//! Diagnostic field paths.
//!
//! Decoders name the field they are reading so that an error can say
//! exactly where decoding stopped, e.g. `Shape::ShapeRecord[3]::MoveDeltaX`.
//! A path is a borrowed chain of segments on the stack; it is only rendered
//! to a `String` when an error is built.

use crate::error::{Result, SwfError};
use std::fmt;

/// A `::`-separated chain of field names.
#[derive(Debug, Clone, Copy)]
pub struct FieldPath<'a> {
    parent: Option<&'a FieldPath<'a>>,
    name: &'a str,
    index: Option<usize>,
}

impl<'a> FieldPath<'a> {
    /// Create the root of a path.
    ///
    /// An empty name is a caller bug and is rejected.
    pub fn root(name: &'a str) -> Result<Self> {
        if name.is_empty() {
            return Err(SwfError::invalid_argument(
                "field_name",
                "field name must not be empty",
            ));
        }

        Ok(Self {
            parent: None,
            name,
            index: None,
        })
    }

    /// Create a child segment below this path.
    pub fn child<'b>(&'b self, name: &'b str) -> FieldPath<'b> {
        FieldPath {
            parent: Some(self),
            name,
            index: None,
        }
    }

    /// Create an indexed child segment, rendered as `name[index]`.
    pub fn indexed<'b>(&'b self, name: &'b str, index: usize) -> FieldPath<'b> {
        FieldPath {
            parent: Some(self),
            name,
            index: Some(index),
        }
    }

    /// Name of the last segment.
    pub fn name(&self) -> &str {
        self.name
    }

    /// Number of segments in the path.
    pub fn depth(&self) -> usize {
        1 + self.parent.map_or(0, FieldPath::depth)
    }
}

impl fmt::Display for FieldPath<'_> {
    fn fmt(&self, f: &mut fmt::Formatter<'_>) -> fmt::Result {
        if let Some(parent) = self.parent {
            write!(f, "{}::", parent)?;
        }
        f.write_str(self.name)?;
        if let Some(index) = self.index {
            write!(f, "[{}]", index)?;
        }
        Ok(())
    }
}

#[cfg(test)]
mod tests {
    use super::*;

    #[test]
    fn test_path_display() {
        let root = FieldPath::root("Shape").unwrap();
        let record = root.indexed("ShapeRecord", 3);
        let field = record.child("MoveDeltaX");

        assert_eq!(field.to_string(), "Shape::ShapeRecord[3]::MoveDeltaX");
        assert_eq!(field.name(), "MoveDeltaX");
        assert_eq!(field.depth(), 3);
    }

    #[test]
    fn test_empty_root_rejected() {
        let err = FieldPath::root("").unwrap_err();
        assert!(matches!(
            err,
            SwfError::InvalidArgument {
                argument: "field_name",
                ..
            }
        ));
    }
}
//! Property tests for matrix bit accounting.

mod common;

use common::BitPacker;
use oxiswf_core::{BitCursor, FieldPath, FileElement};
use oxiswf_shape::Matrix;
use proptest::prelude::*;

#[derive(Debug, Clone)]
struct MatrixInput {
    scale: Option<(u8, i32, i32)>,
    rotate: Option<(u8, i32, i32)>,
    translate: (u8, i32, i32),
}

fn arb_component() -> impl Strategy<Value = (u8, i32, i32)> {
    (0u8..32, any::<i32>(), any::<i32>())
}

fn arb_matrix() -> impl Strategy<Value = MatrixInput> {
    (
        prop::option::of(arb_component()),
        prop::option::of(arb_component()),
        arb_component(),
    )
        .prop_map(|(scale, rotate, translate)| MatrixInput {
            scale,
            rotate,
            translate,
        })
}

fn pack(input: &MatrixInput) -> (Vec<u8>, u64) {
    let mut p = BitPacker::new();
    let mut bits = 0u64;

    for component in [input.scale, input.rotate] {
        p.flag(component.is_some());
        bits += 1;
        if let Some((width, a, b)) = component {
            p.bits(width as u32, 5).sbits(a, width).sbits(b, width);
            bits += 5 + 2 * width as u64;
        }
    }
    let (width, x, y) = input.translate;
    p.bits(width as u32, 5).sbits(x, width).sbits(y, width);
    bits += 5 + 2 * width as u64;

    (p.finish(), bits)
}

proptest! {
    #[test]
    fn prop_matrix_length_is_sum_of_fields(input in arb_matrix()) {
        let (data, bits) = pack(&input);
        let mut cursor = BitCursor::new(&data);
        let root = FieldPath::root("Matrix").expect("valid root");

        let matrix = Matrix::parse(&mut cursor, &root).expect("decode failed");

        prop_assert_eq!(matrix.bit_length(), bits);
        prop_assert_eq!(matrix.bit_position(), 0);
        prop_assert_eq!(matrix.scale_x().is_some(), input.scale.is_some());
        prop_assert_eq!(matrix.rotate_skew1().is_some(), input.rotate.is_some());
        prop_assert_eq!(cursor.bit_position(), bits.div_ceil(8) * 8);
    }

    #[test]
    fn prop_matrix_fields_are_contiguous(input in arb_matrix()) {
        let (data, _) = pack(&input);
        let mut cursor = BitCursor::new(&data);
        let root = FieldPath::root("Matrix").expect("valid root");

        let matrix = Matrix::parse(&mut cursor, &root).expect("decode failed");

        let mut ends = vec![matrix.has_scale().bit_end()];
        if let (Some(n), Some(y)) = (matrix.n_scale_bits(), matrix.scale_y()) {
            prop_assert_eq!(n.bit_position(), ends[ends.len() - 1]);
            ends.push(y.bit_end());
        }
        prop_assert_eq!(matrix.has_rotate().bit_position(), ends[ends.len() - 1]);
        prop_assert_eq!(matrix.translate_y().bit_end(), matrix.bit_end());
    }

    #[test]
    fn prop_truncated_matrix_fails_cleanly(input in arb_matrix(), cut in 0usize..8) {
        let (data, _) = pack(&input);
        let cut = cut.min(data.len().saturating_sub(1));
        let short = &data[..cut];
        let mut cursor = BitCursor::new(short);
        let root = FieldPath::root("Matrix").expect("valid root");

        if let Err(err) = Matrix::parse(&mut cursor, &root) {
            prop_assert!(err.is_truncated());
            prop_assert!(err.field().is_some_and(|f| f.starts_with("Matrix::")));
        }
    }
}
──────
Return the listing above verbatim.

//! Diagnostic field paths.
//!
//! Decoders name the field they are reading so that an error can say
//! exactly where decoding stopped, e.g. `Shape::ShapeRecord[3]::MoveDeltaX`.
//! A path is a borrowed chain of segments on the stack; it is only rendered
//! to a `String` when an error is built.

use crate::error::{Result, SwfError};
use std::fmt;

/// A `::`-separated chain of field names.
#[derive(Debug, Clone, Copy)]
pub struct FieldPath<'a> {
    parent: Option<&'a FieldPath<'a>>,
    name: &'a str,
    index: Option<usize>,
}

impl<'a> FieldPath<'a> {
    /// Create the root of a path.
    ///
    /// An empty name is a caller bug and is rejected.
    pub fn root(name: &'a str) -> Result<Self> {
        if name.is_empty() {
            return Err(SwfError::invalid_argument(
                "field_name",
                "field name must not be empty",
            ));
        }

        Ok(Self {
            parent: None,
            name,
            index: None,
        })
    }

    /// Create a child segment below this path.
    pub fn child<'b>(&'b self, name: &'b str) -> FieldPath<'b> {
        FieldPath {
            parent: Some(self),
            name,
            index: None,
        }
    }

    /// Create an indexed child segment, rendered as `name[index]`.
    pub fn indexed<'b>(&'b self, name: &'b str, index: usize) -> FieldPath<'b> {
        FieldPath {
            parent: Some(self),
            name,
            index: Some(index),
        }
    }

    /// Name of the last segment.
    pub fn name(&self) -> &str {
        self.name
    }

    /// Number of segments in the path.
    pub fn depth(&self) -> usize {
        1 + self.parent.map_or(0, FieldPath::depth)
    }
}

impl fmt::Display for FieldPath<'_> {
    fn fmt(&self, f: &mut fmt::Formatter<'_>) -> fmt::Result {
        if let Some(parent) = self.parent {
            write!(f, "{}::", parent)?;
        }
        f.write_str(self.name)?;
        if let Some(index) = self.index {
            write!(f, "[{}]", index)?;
        }
        Ok(())
    }
}

#[cfg(test)]
mod tests {
    use super::*;

    #[test]
    fn test_path_display() {
        let root = FieldPath::root("Shape").unwrap();
        let record = root.indexed("ShapeRecord", 3);
        let field = record.child("MoveDeltaX");

        assert_eq!(field.to_string(), "Shape::ShapeRecord[3]::MoveDeltaX");
        assert_eq!(field.name(), "MoveDeltaX");
        assert_eq!(field.depth(), 3);
    }

    #[test]
    fn test_empty_root_rejected() {
        let err = FieldPath::root("").unwrap_err();
        assert!(matches!(
            err,
            SwfError::InvalidArgument {
                argument: "field_name",
                ..
            }
        ));
    }
}
//! Property tests for matrix bit accounting.

mod common;

use common::BitPacker;
use oxiswf_core::{BitCursor, FieldPath, FileElement};
use oxiswf_shape::Matrix;
use proptest::prelude::*;

#[derive(Debug, Clone)]
struct MatrixInput {
    scale: Option<(u8, i32, i32)>,
    rotate: Option<(u8, i32, i32)>,
    translate: (u8, i32, i32),
}

fn arb_component() -> impl Strategy<Value = (u8, i32, i32)> {
    (0u8..32, any::<i32>(), any::<i32>())
}

fn arb_matrix() -> impl Strategy<Value = MatrixInput> {
    (
        prop::option::of(arb_component()),
        prop::option::of(arb_component()),
        arb_component(),
    )
        .prop_map(|(scale, rotate, translate)| MatrixInput {
            scale,
            rotate,
            translate,
        })
}

fn pack(input: &MatrixInput) -> (Vec<u8>, u64) {
    let mut p = BitPacker::new();
    let mut bits = 0u64;

    for component in [input.scale, input.rotate] {
        p.flag(component.is_some());
        bits += 1;
        if let Some((width, a, b)) = component {
            p.bits(width as u32, 5).sbits(a, width).sbits(b, width);
            bits += 5 + 2 * width as u64;
        }
    }
    let (width, x, y) = input.translate;
    p.bits(width as u32, 5).sbits(x, width).sbits(y, width);
    bits += 5 + 2 * width as u64;

    (p.finish(), bits)
}

proptest! {
    #[test]
    fn prop_matrix_length_is_sum_of_fields(input in arb_matrix()) {
        let (data, bits) = pack(&input);
        let mut cursor = BitCursor::new(&data);
        let root = FieldPath::root("Matrix").expect("valid root");

        let matrix = Matrix::parse(&mut cursor, &root).expect("decode failed");

        prop_assert_eq!(matrix.bit_length(), bits);
        prop_assert_eq!(matrix.bit_position(), 0);
        prop_assert_eq!(matrix.scale_x().is_some(), input.scale.is_some());
        prop_assert_eq!(matrix.rotate_skew1().is_some(), input.rotate.is_some());
        prop_assert_eq!(cursor.bit_position(), bits.div_ceil(8) * 8);
    }

    #[test]
    fn prop_matrix_fields_are_contiguous(input in arb_matrix()) {
        let (data, _) = pack(&input);
        let mut cursor = BitCursor::new(&data);
        let root = FieldPath::root("Matrix").expect("valid root");

        let matrix = Matrix::parse(&mut cursor, &root).expect("decode failed");

        let mut ends = vec![matrix.has_scale().bit_end()];
        if let (Some(n), Some(y)) = (matrix.n_scale_bits(), matrix.scale_y()) {
            prop_assert_eq!(n.bit_position(), ends[ends.len() - 1]);
            ends.push(y.bit_end());
        }
        prop_assert_eq!(matrix.has_rotate().bit_position(), ends[ends.len() - 1]);
        prop_assert_eq!(matrix.translate_y().bit_end(), matrix.bit_end());
    }

    #[test]
    fn prop_truncated_matrix_fails_cleanly(input in arb_matrix(), cut in 0usize..8) {
        let (data, _) = pack(&input);
        let cut = cut.min(data.len().saturating_sub(1));
        let short = &data[..cut];
        let mut cursor = BitCursor::new(short);
        let root = FieldPath::root("Matrix").expect("valid root");

        if let Err(err) = Matrix::parse(&mut cursor, &root) {
            prop_assert!(err.is_truncated());
            prop_assert!(err.field().is_some_and(|f| f.starts_with("Matrix::")));
        }
    }
}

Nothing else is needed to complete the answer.